Its application ranges from kitchens, hospital rooms, public restrooms, dining rooms, hallways, recreational areas, offices, classrooms, cooling towers, and other secondary spaces. They are easy to install and can turn any wall into a super wall with its pioneering characteristics, such as sanitary protection for it can be cleaned with regular detergent, steam, or be hosed down with a high-pressure wash.
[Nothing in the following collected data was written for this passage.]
//! Database migrations

use crate::error::Result;
use libsql::Connection;

/// Current schema version
const CURRENT_VERSION: i32 = 2;

/// Run all pending migrations
pub async fn run(conn: &Connection) -> Result<()> {
    let version = get_version(conn).await?;

    if version < 1 {
        migrate_v1(conn).await?;
    }
    if version < 2 {
        migrate_v2(conn).await?;
    }

    Ok(())
}

/// Get the current schema version
async fn get_version(conn: &Connection) -> Result<i32> {
    let mut rows = conn
        .query(
            "SELECT EXISTS(SELECT 1 FROM sqlite_master WHERE type='table' AND name='schema_version')",
            (),
        )
        .await?;

    let exists: bool = if let Some(row) = rows.next().await? {
        row.get::<i32>(0)? != 0
    } else {
        false
    };

    if !exists {
        return Ok(0);
    }

    let mut rows = conn
        .query("SELECT COALESCE(MAX(version), 0) FROM schema_version", ())
        .await?;

    let version: i32 = if let Some(row) = rows.next().await? {
        row.get(0)?
    } else {
        0
    };

    Ok(version)
}

/// Apply statements in one transaction, rolling back on the first failure.
async fn apply(conn: &Connection, statements: &[&str]) -> Result<()> {
    conn.execute("BEGIN TRANSACTION", ()).await?;

    for stmt in statements {
        if let Err(e) = conn.execute(stmt, ()).await {
            conn.execute("ROLLBACK", ()).await.ok();
            return Err(e.into());
        }
    }

    if let Err(e) = conn.execute("COMMIT", ()).await {
        conn.execute("ROLLBACK", ()).await.ok();
        return Err(e.into());
    }

    Ok(())
}

/// Migration to version 1: entity table
async fn migrate_v1(conn: &Connection) -> Result<()> {
    apply(
        conn,
        &[
            "CREATE TABLE IF NOT EXISTS schema_version (
                version INTEGER PRIMARY KEY
            )",
            // One row per (entity_class, id); payload is JSON text
            "CREATE TABLE IF NOT EXISTS entities (
                entity_class TEXT NOT NULL,
                id TEXT NOT NULL,
                payload TEXT NOT NULL,
                last_modified INTEGER NOT NULL,
                PRIMARY KEY (entity_class, id)
            )",
            "CREATE INDEX IF NOT EXISTS idx_entities_last_modified ON entities(last_modified DESC)",
            "INSERT INTO schema_version (version) VALUES (1)",
        ],
    )
    .await?;

    tracing::info!("Migrated database to version 1");
    Ok(())
}

/// Migration to version 2: retention expiry for append-only records
async fn migrate_v2(conn: &Connection) -> Result<()> {
    apply(
        conn,
        &[
            "ALTER TABLE entities ADD COLUMN expires_at INTEGER",
            "CREATE INDEX IF NOT EXISTS idx_entities_expires_at ON entities(expires_at)
             WHERE expires_at IS NOT NULL",
            "INSERT INTO schema_version (version) VALUES (2)",
        ],
    )
    .await?;

    tracing::info!("Migrated database to version {CURRENT_VERSION}");
    Ok(())
}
FRP is used to sculpt contemporary designs, as well as, typical geometry. The morphologies applied to produce these computer-generated ideas are flat, curved, double-curved, orthogonal, but most commonly double-curved. There is a competition in the field to create non-repetitive and unique designs. This involves the use of FRP as structure, cladding, or structural cladding itself. The practice of FRP opens a novel path to form-finding, which can be done by the Blonder’s fabrication method.
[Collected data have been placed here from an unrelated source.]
use std::path::Path;

use inksync_core::{BatchRequest, BatchResponse};

use crate::commands::common::{open_engine, read_input};
use crate::error::CliError;

pub async fn run_apply(input: &str, db_path: &Path) -> Result<(), CliError> {
    let raw = read_input(input)?;
    let response = apply_request(&raw, db_path).await?;
    println!("{}", serde_json::to_string_pretty(&response)?);
    Ok(())
}

pub async fn apply_request(raw: &str, db_path: &Path) -> Result<BatchResponse, CliError> {
    let request: BatchRequest = serde_json::from_str(raw)?;
    let engine = open_engine(db_path).await?;
    Ok(engine.submit(request).await?)
}
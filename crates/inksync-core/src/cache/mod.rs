//! Advisory cache hooks
//!
//! The cache is never read for correctness. Reconcilers invalidate or
//! refresh entries after a successful write; a cache that is down leaves
//! stale entries behind, which is acceptable, but must never change an
//! item's outcome. [`CacheInvalidator`] enforces that by logging and
//! swallowing every cache error.

mod memory;

use std::sync::Arc;
use std::time::Duration;

use async_trait::async_trait;
use serde_json::Value;

use crate::error::Result;

pub use memory::MemoryCache;

/// Combines the currently cached value (if any) with fresh state.
pub type MergeFn = Box<dyn FnOnce(Option<Value>) -> Value + Send>;

/// Cache backend
#[async_trait]
pub trait Cache: Send + Sync {
    /// Drop the entry for `key`.
    async fn invalidate(&self, key: &str) -> Result<()>;

    /// Replace the entry for `key` with `merge(current)` and reset its TTL.
    async fn merge_set(&self, key: &str, ttl: Duration, merge: MergeFn) -> Result<()>;
}

/// Cache that stores nothing
#[derive(Debug, Clone, Copy, Default)]
pub struct NoopCache;

#[async_trait]
impl Cache for NoopCache {
    async fn invalidate(&self, _key: &str) -> Result<()> {
        Ok(())
    }

    async fn merge_set(&self, _key: &str, _ttl: Duration, _merge: MergeFn) -> Result<()> {
        Ok(())
    }
}

/// Side-effect hook used by reconcilers after a successful write.
#[derive(Clone)]
pub struct CacheInvalidator {
    cache: Arc<dyn Cache>,
}

impl CacheInvalidator {
    pub fn new(cache: Arc<dyn Cache>) -> Self {
        Self { cache }
    }

    /// Invalidate `key`; failures are logged only.
    pub async fn invalidate(&self, key: &str) {
        if let Err(error) = self.cache.invalidate(key).await {
            tracing::warn!(cache_key = key, %error, "Cache invalidation failed; entry may be stale");
        }
    }

    /// Refresh `key` through `merge`; failures are logged only.
    pub async fn refresh(&self, key: &str, ttl: Duration, merge: MergeFn) {
        if let Err(error) = self.cache.merge_set(key, ttl, merge).await {
            tracing::warn!(cache_key = key, %error, "Cache refresh failed; entry may be stale");
        }
    }
}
Renowned firms like Foster + Partners, Snøhetta, and Zaha Hadid Architects, have put it into use to accelerate the construction process and durability of the building. Projects that demonstrate the worthwhile application of this material in double-curved morphology are as follows:

1. Lincoln Park Zoo Pavilion by Studio Gang is a tortoise-inspired pavilion with interconnected fiberglass curved pod panels embedded into the comb of a bent wooden frame.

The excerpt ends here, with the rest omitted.